In Limine
Des origines de nos croyances… aux prémices de nos émancipations
La caricature, expression contre la norme et la hiérarchie
Categories: Autre auteurs

fete_des_fous-01

 

Fichier PDF : La caricature expresssion contre la norme et la hierarchie

 

sherman224

 

 

La caricature, expression contre la norme et la hiérarchie

(Extrait du texte De la photographie au texte de Morad Montazami, in Vérité et mensonge au sens extra-morale, dossier de la collection folioplus philosophie, Friedrich Nietzsche, éd. Folio, 2009, pp. 33-37)

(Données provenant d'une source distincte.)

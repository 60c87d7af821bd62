//! Statistical utility functions.

use crate::error::{ForecastError, Result};
use statrs::distribution::{ContinuousCDF, Normal};

/// Quantile function of the standard normal distribution.
///
/// # Example
/// ```
/// use emissions_forecast::utils::quantile_normal;
///
/// // 95% confidence level -> z ≈ 1.96
/// let z = quantile_normal(0.975).unwrap();
/// assert!((z - 1.96).abs() < 0.01);
/// ```
pub fn quantile_normal(p: f64) -> Result<f64> {
    if !(p > 0.0 && p < 1.0) {
        return Err(ForecastError::InvalidParameter(format!(
            "probability must lie in (0, 1), got {p}"
        )));
    }
    let normal =
        Normal::new(0.0, 1.0).map_err(|e| ForecastError::ComputationError(e.to_string()))?;
    Ok(normal.inverse_cdf(p))
}

/// Calculate the mean of a slice.
pub fn mean(values: &[f64]) -> f64 {
    if values.is_empty() {
        return f64::NAN;
    }
    values.iter().sum::<f64>() / values.len() as f64
}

La caricature entretient par définition une parenté inextricable avec les dessins d’enfants ou l’art des fous, avec toute œuvre dont les ressorts plastiques échappent fondamentalement à la théorie et aux canons de composition (« les règles de l’art ») pour se manifester plutôt comme translation graphique de la psyché ; saut instantané de l’esprit au crayon, en quelque sorte. Jean Dubuffet, qui la plus grande partie de sa vie ne cessa de collectionner et de diffuser les œuvres de psychotiques, n’en montre pas moins, pour l’histoire de l’art, que Nietzsche n’en montre pour l’histoire de la philosophie. L’intellect humain, loin d’assurer le savoir et la connaissance, et plutôt que d’en assurer le progrès, doit aller vers sa propre mise en crise (le même intellect qui nous fait reconnaître une « chaise » ou une « fenêtre » comme telle) par la stimulation, pour tout un chacun, de son propre instinct artistique et créateur de formes. Cette stimulation doit nous aider à nous « détromper », selon Nietzsche, des formes que nous tenons pour objectives et nous conduire à nous demander plutôt quel travail de perception (quel « excitation nerveuse ») ces formes déclenchent en nous. Nietzsche aurait pu entièrement reprendre à son compte cette pensée de Dubuffet, considérant que le psychisme du vacher ne présente en aucun cas moins d’intérêt que celui du savant docteur. La vraie caricature distille toujours cette verve contre la norme et contre la hiérarchie. Cindy Sherman, en artiste enfant qui nous montre l’entrelacement du jouer et du jouïr dans sa propre parure grotesque, caricature une autre œuvre à visée déjà caricaturale. Il est particulièrement significatif que Nietzsche recourt à l’image du jouet détruit/reconstruit anarchiquement – entendons littéralement sans hiérarchie (ou sans système) – pour établir la possibilité de la falsification comme investigation productive de la réalité et du vrai. De fait, on ne falsifie toujours qu’à partir du déjà existant. Ainsi, contre toute interprétation tautologique de Sans titre #224 et de sa filiation au tableau du Caravage, nous préférons dire qu’elle casse un « jouet » de l’histoire de l’art pour mieux retourner contre la discipline historique son pouvoir d’hétérogénéité, de fantasme (plus que de connaissance) et de dualité (pensons à l’enfant émerveillé par le pouvoir de dédoublement que lui offre le déguisement).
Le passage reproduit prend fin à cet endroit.